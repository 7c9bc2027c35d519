use std::sync::Arc;

use crate::config::RadarConfig;
use crate::models::BenchmarkTable;
use crate::storage::MatchStore;

#[derive(Clone)]
pub struct AppState {
    pub store: Arc<MatchStore>,
    pub benchmarks: Arc<BenchmarkTable>,
    pub radar: Arc<RadarConfig>,
    pub cors_origin: String,
}
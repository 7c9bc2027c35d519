//! Configuration loading and validation.

use serde::{Deserialize, Serialize};
use std::path::{Path, PathBuf};
use thiserror::Error;

use crate::models::RankTier;

/// Configuration errors.
#[derive(Debug, Error)]
pub enum ConfigError {
    #[error("Failed to read config file: {0}")]
    ReadError(#[from] std::io::Error),

    #[error("Failed to parse config: {0}")]
    ParseError(#[from] toml::de::Error),

    #[error("Invalid configuration: {0}")]
    ValidationError(String),
}

/// Radar comparison settings.
#[derive(Debug, Clone, Serialize, Deserialize)]
pub struct RadarConfig {
    /// Tier used for benchmark lookup when a request does not name one
    #[serde(default)]
    pub rank: RankTier,

    /// Static-data CDN directory holding champion portraits
    #[serde(default = "default_avatar_base_url")]
    pub avatar_base_url: String,
}

fn default_avatar_base_url() -> String {
    "https://ddragon.leagueoflegends.com/cdn/14.23.1/img/champion".to_string()
}

impl Default for RadarConfig {
    fn default() -> Self {
        Self {
            rank: RankTier::default(),
            avatar_base_url: default_avatar_base_url(),
        }
    }
}

/// Server configuration.
#[derive(Debug, Clone, Serialize, Deserialize)]
pub struct ServerConfig {
    #[serde(default = "default_host")]
    pub host: String,

    #[serde(default = "default_port")]
    pub port: u16,

    #[serde(default = "default_cors_origin")]
    pub cors_origin: String,
}

fn default_host() -> String {
    "127.0.0.1".to_string()
}

fn default_port() -> u16 {
    8080
}

fn default_cors_origin() -> String {
    "*".to_string()
}

impl Default for ServerConfig {
    fn default() -> Self {
        Self {
            host: default_host(),
            port: default_port(),
            cors_origin: default_cors_origin(),
        }
    }
}

/// Main application configuration.
#[derive(Debug, Clone, Serialize, Deserialize)]
pub struct AppConfig {
    #[serde(default = "default_data_dir")]
    pub data_dir: PathBuf,

    #[serde(default = "default_log_level")]
    pub log_level: String,

    #[serde(default)]
    pub server: ServerConfig,

    #[serde(default)]
    pub radar: RadarConfig,
}

fn default_data_dir() -> PathBuf {
    PathBuf::from("./data")
}

fn default_log_level() -> String {
    "info".to_string()
}

impl Default for AppConfig {
    fn default() -> Self {
        Self {
            data_dir: default_data_dir(),
            log_level: default_log_level(),
            server: ServerConfig::default(),
            radar: RadarConfig::default(),
        }
    }
}

impl AppConfig {
    /// Load configuration from a TOML file.
    pub fn from_file(path: &Path) -> Result<Self, ConfigError> {
        let contents = std::fs::read_to_string(path)?;
        let config: AppConfig = toml::from_str(&contents)?;
        config.validate()?;
        Ok(config)
    }

    /// Load from `path` if it exists, otherwise use defaults.
    pub fn load_or_default(path: &Path) -> Result<Self, ConfigError> {
        if path.exists() {
            Self::from_file(path)
        } else {
            tracing::debug!("No config file at {:?}, using defaults", path);
            Ok(Self::default())
        }
    }

    /// Validate the configuration.
    pub fn validate(&self) -> Result<(), ConfigError> {
        if self.server.port == 0 {
            return Err(ConfigError::ValidationError(
                "Server port must be greater than 0".to_string(),
            ));
        }

        if self.radar.avatar_base_url.trim().is_empty() {
            return Err(ConfigError::ValidationError(
                "Avatar base URL must not be empty".to_string(),
            ));
        }

        Ok(())
    }
}

#[cfg(test)]
mod tests {
    use super::*;

    #[test]
    fn test_default_config() {
        let config = AppConfig::default();

        assert_eq!(config.data_dir, PathBuf::from("./data"));
        assert_eq!(config.log_level, "info");
        assert_eq!(config.server.port, 8080);
        assert_eq!(config.radar.rank, RankTier::Gold);
    }

    #[test]
    fn test_config_validation_ok() {
        let config = AppConfig::default();
        assert!(config.validate().is_ok());
    }

    #[test]
    fn test_config_validation_bad_port() {
        let mut config = AppConfig::default();
        config.server.port = 0;

        assert!(config.validate().is_err());
    }

    #[test]
    fn test_config_validation_empty_avatar_base() {
        let mut config = AppConfig::default();
        config.radar.avatar_base_url = "  ".to_string();

        assert!(config.validate().is_err());
    }

    #[test]
    fn test_partial_toml() {
        let config: AppConfig = toml::from_str(
            r#"
            [radar]
            rank = "platinum"
            "#,
        )
        .unwrap();

        assert_eq!(config.radar.rank, RankTier::Platinum);
        assert_eq!(config.server.host, "127.0.0.1");
        assert!(config.radar.avatar_base_url.starts_with("https://"));
    }

    #[test]
    fn test_config_serialization() {
        let config = AppConfig::default();
        let toml_str = toml::to_string(&config).unwrap();

        let parsed: AppConfig = toml::from_str(&toml_str).unwrap();
        assert_eq!(config.data_dir, parsed.data_dir);
        assert_eq!(config.radar.rank, parsed.radar.rank);
    }

    #[test]
    fn test_load_or_default_missing_file() {
        let tmp = tempfile::tempdir().unwrap();
        let config = AppConfig::load_or_default(&tmp.path().join("absent.toml")).unwrap();
        assert_eq!(config.server.port, 8080);
    }

    #[test]
    fn test_from_file_rejects_invalid() {
        let tmp = tempfile::tempdir().unwrap();
        let path = tmp.path().join("config.toml");
        std::fs::write(&path, "[server]\nport = 0\n").unwrap();

        let err = AppConfig::from_file(&path).unwrap_err();
        assert!(matches!(err, ConfigError::ValidationError(_)));
    }
}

++++++

__Directions__.
Note each line above that contains "champion" and copy it out.

__Reply__.
    /// Static-data CDN directory holding champion portraits
    "https://ddragon.leagueoflegends.com/cdn/14.23.1/img/champion".to_string()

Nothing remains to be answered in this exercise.